Under the influence of recent power system reforms, the spot market (SM) (Song et al., 2019; Li et al., 2023; Jiang et al., 2022) can fully restore the commodity attributes of electricity, effectively facilitate price discovery (Figuerola-Ferretti and Gonzalo, 2010; Kou et al., 2021), and optimize the resource allocation (Jiang et al., 2022; Alzhouri et al., 2020). As an emerging flexible resource in the power market, distributed energy storage systems (DESSs) play the dual roles of generation and consumption (Kalantar-Neyestanaki and Cherkaoui, 2021; Li et al., 2021), thereby complicating the market dynamics for energy storage users. Currently, large-scale energy storage systems mainly operate independently in the SM, both on the generation (Gao et al., 2021; Gu and Sioshansi, 2022) and grid sides (Jiang et al., 2020; Abdelghany et al., 2024). However, there are few studies on the small-scale user-side DESSs, which participate in SM transactions (Wang et al., 2024; Scheller et al., 2020; Sun et al., 2022; He and Zhang, 2021), and their cooperative operational mechanisms and profit models have remained underdeveloped. Therefore, an operational price-taker bidding strategy of the DESSs, combined with users that participate in the SM, has been proposed in the present study. This model combines the DESS and users, which ensures the access conditions for the DESS to participate in the SM, and at the same time, the whole can be directly dispatched by the dispatching organization. This allows the DESS to fully utilize its regulating capacity and smooth out the uncertainty and volatility of the users’ electricity consumption, in addition to allowing the users to adjust their time of use to reduce the cost of electricity through this approach. A novel approach has been provided to enhance the profitability and reduce the payback period of DESSs.

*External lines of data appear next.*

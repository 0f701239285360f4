use crate::core::{NewPrompt, Prompt, Result};
use crate::storage::PromptStore;
use async_trait::async_trait;
use std::path::PathBuf;

/// The record surface callers program against.
///
/// `PromptService` implements it over the local embedded store; a remote
/// backend client can implement the same trait and slot in unchanged.
#[async_trait]
pub trait RecordStore: Send + Sync {
    /// All records, most recently created first.
    async fn list_all(&self) -> Result<Vec<Prompt>>;

    /// Create one record from caller-supplied fields.
    async fn create(&self, fields: NewPrompt) -> Result<Prompt>;

    /// Overwrite the mutable fields of an existing record.
    async fn update(&self, record: Prompt) -> Result<Prompt>;

    /// Delete by identifier. Absent identifiers are a no-op.
    async fn delete(&self, id: &str) -> Result<()>;

    /// Insert a batch atomically: all records or none.
    async fn bulk_import(&self, records: Vec<NewPrompt>) -> Result<()>;
}

/// Local record service: a pass-through over `PromptStore`. The column
/// mapping between the on-disk schema and the record shape is folded into
/// the store, so nothing is added here.
pub struct PromptService {
    store: PromptStore,
}

impl PromptService {
    pub fn new(data_dir: impl Into<PathBuf>) -> Self {
        Self { store: PromptStore::new(data_dir) }
    }

    pub fn with_store(store: PromptStore) -> Self {
        Self { store }
    }
}

#[async_trait]
impl RecordStore for PromptService {
    async fn list_all(&self) -> Result<Vec<Prompt>> {
        self.store.list_all().await
    }

    async fn create(&self, fields: NewPrompt) -> Result<Prompt> {
        self.store.insert(fields).await
    }

    async fn update(&self, record: Prompt) -> Result<Prompt> {
        self.store.update(record).await
    }

    async fn delete(&self, id: &str) -> Result<()> {
        self.store.delete(id).await
    }

    async fn bulk_import(&self, records: Vec<NewPrompt>) -> Result<()> {
        self.store.bulk_insert(records).await
    }
}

This paper is divided into two parts: 1) A clearing model for DESS joint users to participate in the electricity spot market (ESM) has been constructed while concurrently developing a profit model for price-taker DESSs based on price spread. 2) A two-layer bid quantity model for DESS joint users to participate in the SM has been proposed, where the optimal trading strategy has been devised to maximize the daily revenue of the DESSs in the upper layer, while the clearing model guides the bid quantity strategy of the upper-layer DESSs through market price signals.

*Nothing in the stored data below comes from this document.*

//! Explicit transactions over the key-value database.
//!
//! Writes are staged in memory in call order and applied on `commit`, each
//! key landing through an atomic file replacement. Reads observe the staged
//! writes of their own transaction. Aborting (or dropping the transaction)
//! discards everything staged.

use crate::core::{Result, VaultError};
use std::io::ErrorKind;

use super::database::KvDatabase;

#[derive(Debug, Clone, Copy, PartialEq, Eq)]
pub enum TransactionMode {
    ReadOnly,
    ReadWrite,
}

enum StagedOp {
    Put { store: String, key: String, value: Vec<u8> },
    Delete { store: String, key: String },
    Clear { store: String },
}

/// One explicit transaction.
///
/// A transaction spanning exactly one store exposes `get`/`put`/`delete`/
/// `clear` directly; a multi-store transaction goes through `store(name)`
/// handles.
pub struct Transaction<'db> {
    db: &'db KvDatabase,
    stores: Vec<String>,
    mode: TransactionMode,
    ops: Vec<StagedOp>,
    finished: bool,
}

impl<'db> Transaction<'db> {
    pub(crate) fn new(db: &'db KvDatabase, stores: &[&str], mode: TransactionMode) -> Self {
        Self {
            db,
            stores: stores.iter().map(|s| (*s).to_string()).collect(),
            mode,
            ops: Vec::new(),
            finished: false,
        }
    }

    pub fn mode(&self) -> TransactionMode {
        self.mode
    }

    pub fn store_names(&self) -> &[String] {
        &self.stores
    }

    /// Handle for one member store of a multi-store transaction.
    pub fn store<'t>(&'t mut self, name: &str) -> Result<StoreHandle<'t, 'db>> {
        if !self.stores.iter().any(|s| s == name) {
            return Err(VaultError::StoreNotFound(name.to_string()));
        }
        let store = name.to_string();
        Ok(StoreHandle { tx: self, store })
    }

    pub async fn get(&self, key: &str) -> Result<Option<Vec<u8>>> {
        let store = self.sole_store()?.to_string();
        self.read(&store, key).await
    }

    pub fn put(&mut self, key: &str, value: &[u8]) -> Result<()> {
        let store = self.sole_store()?.to_string();
        self.stage_put(store, key, value)
    }

    pub fn delete(&mut self, key: &str) -> Result<()> {
        let store = self.sole_store()?.to_string();
        self.stage_delete(store, key)
    }

    pub fn clear(&mut self) -> Result<()> {
        let store = self.sole_store()?.to_string();
        self.stage_clear(store)
    }

    /// Apply every staged write in order. Consumes the transaction; this is
    /// the completion point a caller awaits.
    pub async fn commit(mut self) -> Result<()> {
        self.finished = true;
        self.db.ensure_live().await?;
        let ops = std::mem::take(&mut self.ops);
        for op in ops {
            match op {
                StagedOp::Put { store, key, value } => {
                    self.db.write_value(&store, &key, &value).await?;
                }
                StagedOp::Delete { store, key } => {
                    self.db.remove_value(&store, &key).await?;
                }
                StagedOp::Clear { store } => {
                    self.db.clear_store(&store).await?;
                }
            }
        }
        Ok(())
    }

    /// Discard every staged write.
    pub fn abort(mut self) {
        self.finished = true;
        self.ops.clear();
    }

    fn sole_store(&self) -> Result<&str> {
        match self.stores.as_slice() {
            [only] => Ok(only),
            _ => Err(VaultError::AmbiguousStore(self.stores.len())),
        }
    }

    fn check_writable(&self) -> Result<()> {
        match self.mode {
            TransactionMode::ReadWrite => Ok(()),
            TransactionMode::ReadOnly => Err(VaultError::ReadOnly(
                "mutation attempted in a read-only transaction".to_string(),
            )),
        }
    }

    pub(crate) async fn read(&self, store: &str, key: &str) -> Result<Option<Vec<u8>>> {
        self.db.ensure_live().await?;
        // Latest staged op for this key wins over the durable value.
        for op in self.ops.iter().rev() {
            match op {
                StagedOp::Put { store: s, key: k, value } if s == store && k == key => {
                    return Ok(Some(value.clone()));
                }
                StagedOp::Delete { store: s, key: k } if s == store && k == key => {
                    return Ok(None);
                }
                StagedOp::Clear { store: s } if s == store => return Ok(None),
                _ => {}
            }
        }
        match tokio::fs::read(self.db.value_path(store, key)).await {
            Ok(bytes) => Ok(Some(bytes)),
            Err(e) if e.kind() == ErrorKind::NotFound => Ok(None),
            Err(e) => Err(VaultError::Storage(format!("Failed to read '{key}' from '{store}': {e}"))),
        }
    }

    pub(crate) fn stage_put(&mut self, store: String, key: &str, value: &[u8]) -> Result<()> {
        self.check_writable()?;
        self.ops.push(StagedOp::Put { store, key: key.to_string(), value: value.to_vec() });
        Ok(())
    }

    pub(crate) fn stage_delete(&mut self, store: String, key: &str) -> Result<()> {
        self.check_writable()?;
        self.ops.push(StagedOp::Delete { store, key: key.to_string() });
        Ok(())
    }

    pub(crate) fn stage_clear(&mut self, store: String) -> Result<()> {
        self.check_writable()?;
        self.ops.push(StagedOp::Clear { store });
        Ok(())
    }
}

impl Drop for Transaction<'_> {
    fn drop(&mut self) {
        if !self.finished && !self.ops.is_empty() {
            tracing::debug!(staged = self.ops.len(), "transaction dropped without commit, staged writes discarded");
        }
    }
}

/// Per-store view into a multi-store transaction.
pub struct StoreHandle<'t, 'db> {
    tx: &'t mut Transaction<'db>,
    store: String,
}

impl StoreHandle<'_, '_> {
    pub async fn get(&self, key: &str) -> Result<Option<Vec<u8>>> {
        self.tx.read(&self.store, key).await
    }

    pub fn put(&mut self, key: &str, value: &[u8]) -> Result<()> {
        let store = self.store.clone();
        self.tx.stage_put(store, key, value)
    }

    pub fn delete(&mut self, key: &str) -> Result<()> {
        let store = self.store.clone();
        self.tx.stage_delete(store, key)
    }

    pub fn clear(&mut self) -> Result<()> {
        let store = self.store.clone();
        self.tx.stage_clear(store)
    }
}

2 Clearing model of the electricity spot market for DESSs and user aggregators

The clearing process in the ESM involves the power trading center (PTC) maximizing social welfare or minimizing system purchasing costs by collecting bidding data from buyers (such as users and sellers), including conventional thermal power units (CTPUs) and renewable energy units (REUs), to obtain the generation plan of the generation side on the operation day, the clearing power of the user side, and the marginal clearing tariffs required for settlement before the day of settlement (Wei et al., 2021; Wang and Ai, 2023). Allocated electricity quantities (AEQs) for both buyers and sellers will be obtained, and the marginal clearing price (MCP) can be determined (Figure 1A). In the ESM, the intersection between the offer curve of the user demand and the generated offer curve of the unit generation is the market clearing point. The power and price that correspond to this point are the traded electricity volume (TEV) and transaction price (He and Zhang, 2021; Wang et al., 2022). Furthermore, social welfare is the sum of the net surplus on the generation and user sides, namely, the area of the shaded part in Figure 1A.

Figure 1

Figure 1. Transaction framework of the DESS participation in the SM for the price-taker bidding mode: (A) Schematic diagram of the system structure and clearing rules of the bilateral electricity spot market. (B) Schematic diagram of the dual settlement mechanism. (C) Framework diagram of the two-tier model.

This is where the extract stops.